*** Opening of Provided information ***
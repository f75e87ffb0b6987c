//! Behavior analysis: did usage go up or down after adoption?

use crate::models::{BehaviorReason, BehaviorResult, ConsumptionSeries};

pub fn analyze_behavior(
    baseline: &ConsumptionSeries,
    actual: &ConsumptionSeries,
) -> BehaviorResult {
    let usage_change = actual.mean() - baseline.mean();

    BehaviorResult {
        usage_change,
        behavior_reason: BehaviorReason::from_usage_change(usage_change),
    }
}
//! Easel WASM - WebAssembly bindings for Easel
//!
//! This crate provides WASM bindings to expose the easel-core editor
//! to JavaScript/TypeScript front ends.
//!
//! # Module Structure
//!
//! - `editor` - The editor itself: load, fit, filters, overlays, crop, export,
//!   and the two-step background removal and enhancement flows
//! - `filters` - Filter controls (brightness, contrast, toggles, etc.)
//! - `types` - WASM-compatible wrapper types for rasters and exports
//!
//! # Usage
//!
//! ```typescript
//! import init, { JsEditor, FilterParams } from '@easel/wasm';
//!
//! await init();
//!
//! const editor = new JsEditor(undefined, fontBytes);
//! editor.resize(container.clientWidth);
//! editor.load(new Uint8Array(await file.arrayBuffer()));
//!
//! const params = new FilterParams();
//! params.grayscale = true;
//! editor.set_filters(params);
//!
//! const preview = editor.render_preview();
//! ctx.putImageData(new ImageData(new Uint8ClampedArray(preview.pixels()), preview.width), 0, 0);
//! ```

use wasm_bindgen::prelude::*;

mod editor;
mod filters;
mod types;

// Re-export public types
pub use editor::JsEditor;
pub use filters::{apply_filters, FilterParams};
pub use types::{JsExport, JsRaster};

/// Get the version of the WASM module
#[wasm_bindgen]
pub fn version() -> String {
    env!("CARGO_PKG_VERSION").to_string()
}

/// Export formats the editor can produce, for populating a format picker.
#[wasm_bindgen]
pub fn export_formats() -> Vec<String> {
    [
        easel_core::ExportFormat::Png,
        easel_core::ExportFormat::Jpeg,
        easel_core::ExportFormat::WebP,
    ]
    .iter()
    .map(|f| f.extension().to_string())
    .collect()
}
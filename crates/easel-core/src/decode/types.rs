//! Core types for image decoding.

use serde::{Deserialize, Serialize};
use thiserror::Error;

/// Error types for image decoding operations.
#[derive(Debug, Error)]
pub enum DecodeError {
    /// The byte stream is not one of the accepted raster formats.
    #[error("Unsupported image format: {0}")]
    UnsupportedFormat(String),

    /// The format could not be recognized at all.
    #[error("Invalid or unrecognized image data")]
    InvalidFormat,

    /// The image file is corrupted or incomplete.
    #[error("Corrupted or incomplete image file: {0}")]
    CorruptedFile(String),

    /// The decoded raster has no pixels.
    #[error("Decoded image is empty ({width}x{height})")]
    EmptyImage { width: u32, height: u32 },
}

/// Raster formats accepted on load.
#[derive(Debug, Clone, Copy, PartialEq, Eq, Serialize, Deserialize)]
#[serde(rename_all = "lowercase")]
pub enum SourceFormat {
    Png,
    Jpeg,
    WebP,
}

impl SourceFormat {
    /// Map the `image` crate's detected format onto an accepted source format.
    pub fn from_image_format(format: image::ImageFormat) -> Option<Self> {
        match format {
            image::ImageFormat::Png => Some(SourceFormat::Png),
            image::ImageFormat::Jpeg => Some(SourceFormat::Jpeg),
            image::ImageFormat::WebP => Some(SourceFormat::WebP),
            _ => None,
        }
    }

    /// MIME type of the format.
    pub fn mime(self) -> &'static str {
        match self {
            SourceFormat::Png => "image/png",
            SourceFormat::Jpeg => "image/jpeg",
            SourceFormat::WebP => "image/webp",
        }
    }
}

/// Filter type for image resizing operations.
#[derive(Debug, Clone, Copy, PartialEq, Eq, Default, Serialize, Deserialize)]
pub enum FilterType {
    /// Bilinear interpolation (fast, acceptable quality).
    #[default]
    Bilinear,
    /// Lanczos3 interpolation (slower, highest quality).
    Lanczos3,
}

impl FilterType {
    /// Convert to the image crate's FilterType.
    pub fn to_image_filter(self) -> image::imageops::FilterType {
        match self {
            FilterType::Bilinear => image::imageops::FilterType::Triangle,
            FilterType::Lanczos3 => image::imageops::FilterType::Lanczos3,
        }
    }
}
*** Close of Provided information ***
When you respond, give the whole listing again exactly as written.

repository f75e87ffb0b6987c
//! Behavior analysis: did usage go up or down after adoption?

use crate::models::{BehaviorReason, BehaviorResult, ConsumptionSeries};

pub fn analyze_behavior(
    baseline: &ConsumptionSeries,
    actual: &ConsumptionSeries,
) -> BehaviorResult {
    let usage_change = actual.mean() - baseline.mean();

    BehaviorResult {
        usage_change,
        behavior_reason: BehaviorReason::from_usage_change(usage_change),
    }
}
//! Easel WASM - WebAssembly bindings for Easel
//!
//! This crate provides WASM bindings to expose the easel-core editor
//! to JavaScript/TypeScript front ends.
//!
//! # Module Structure
//!
//! - `editor` - The editor itself: load, fit, filters, overlays, crop, export,
//!   and the two-step background removal and enhancement flows
//! - `filters` - Filter controls (brightness, contrast, toggles, etc.)
//! - `types` - WASM-compatible wrapper types for rasters and exports
//!
//! # Usage
//!
//! ```typescript
//! import init, { JsEditor, FilterParams } from '@easel/wasm';
//!
//! await init();
//!
//! const editor = new JsEditor(undefined, fontBytes);
//! editor.resize(container.clientWidth);
//! editor.load(new Uint8Array(await file.arrayBuffer()));
//!
//! const params = new FilterParams();
//! params.grayscale = true;
//! editor.set_filters(params);
//!
//! const preview = editor.render_preview();
//! ctx.putImageData(new ImageData(new Uint8ClampedArray(preview.pixels()), preview.width), 0, 0);
//! ```

use wasm_bindgen::prelude::*;

mod editor;
mod filters;
mod types;

// Re-export public types
pub use editor::JsEditor;
pub use filters::{apply_filters, FilterParams};
pub use types::{JsExport, JsRaster};

/// Get the version of the WASM module
#[wasm_bindgen]
pub fn version() -> String {
    env!("CARGO_PKG_VERSION").to_string()
}

/// Export formats the editor can produce, for populating a format picker.
#[wasm_bindgen]
pub fn export_formats() -> Vec<String> {
    [
        easel_core::ExportFormat::Png,
        easel_core::ExportFormat::Jpeg,
        easel_core::ExportFormat::WebP,
    ]
    .iter()
    .map(|f| f.extension().to_string())
    .collect()
}
filename crates/easel-core/src/decode/types.rs
//! Core types for image decoding.

use serde::{Deserialize, Serialize};
use thiserror::Error;

/// Error types for image decoding operations.
#[derive(Debug, Error)]
pub enum DecodeError {
    /// The byte stream is not one of the accepted raster formats.
    #[error("Unsupported image format: {0}")]
    UnsupportedFormat(String),

    /// The format could not be recognized at all.
    #[error("Invalid or unrecognized image data")]
    InvalidFormat,

    /// The image file is corrupted or incomplete.
    #[error("Corrupted or incomplete image file: {0}")]
    CorruptedFile(String),

    /// The decoded raster has no pixels.
    #[error("Decoded image is empty ({width}x{height})")]
    EmptyImage { width: u32, height: u32 },
}

/// Raster formats accepted on load.
#[derive(Debug, Clone, Copy, PartialEq, Eq, Serialize, Deserialize)]
#[serde(rename_all = "lowercase")]
pub enum SourceFormat {
    Png,
    Jpeg,
    WebP,
}

impl SourceFormat {
    /// Map the `image` crate's detected format onto an accepted source format.
    pub fn from_image_format(format: image::ImageFormat) -> Option<Self> {
        match format {
            image::ImageFormat::Png => Some(SourceFormat::Png),
            image::ImageFormat::Jpeg => Some(SourceFormat::Jpeg),
            image::ImageFormat::WebP => Some(SourceFormat::WebP),
            _ => None,
        }
    }

    /// MIME type of the format.
    pub fn mime(self) -> &'static str {
        match self {
            SourceFormat::Png => "image/png",
            SourceFormat::Jpeg => "image/jpeg",
            SourceFormat::WebP => "image/webp",
        }
    }
}

/// Filter type for image resizing operations.
#[derive(Debug, Clone, Copy, PartialEq, Eq, Default, Serialize, Deserialize)]
pub enum FilterType {
    /// Bilinear interpolation (fast, acceptable quality).
    #[default]
    Bilinear,
    /// Lanczos3 interpolation (slower, highest quality).
    Lanczos3,
}

impl FilterType {
    /// Convert to the image crate's FilterType.
    pub fn to_image_filter(self) -> image::imageops::FilterType {
        match self {
            FilterType::Bilinear => image::imageops::FilterType::Triangle,
            FilterType::Lanczos3 => image::imageops::FilterType::Lanczos3,
        }
    }
}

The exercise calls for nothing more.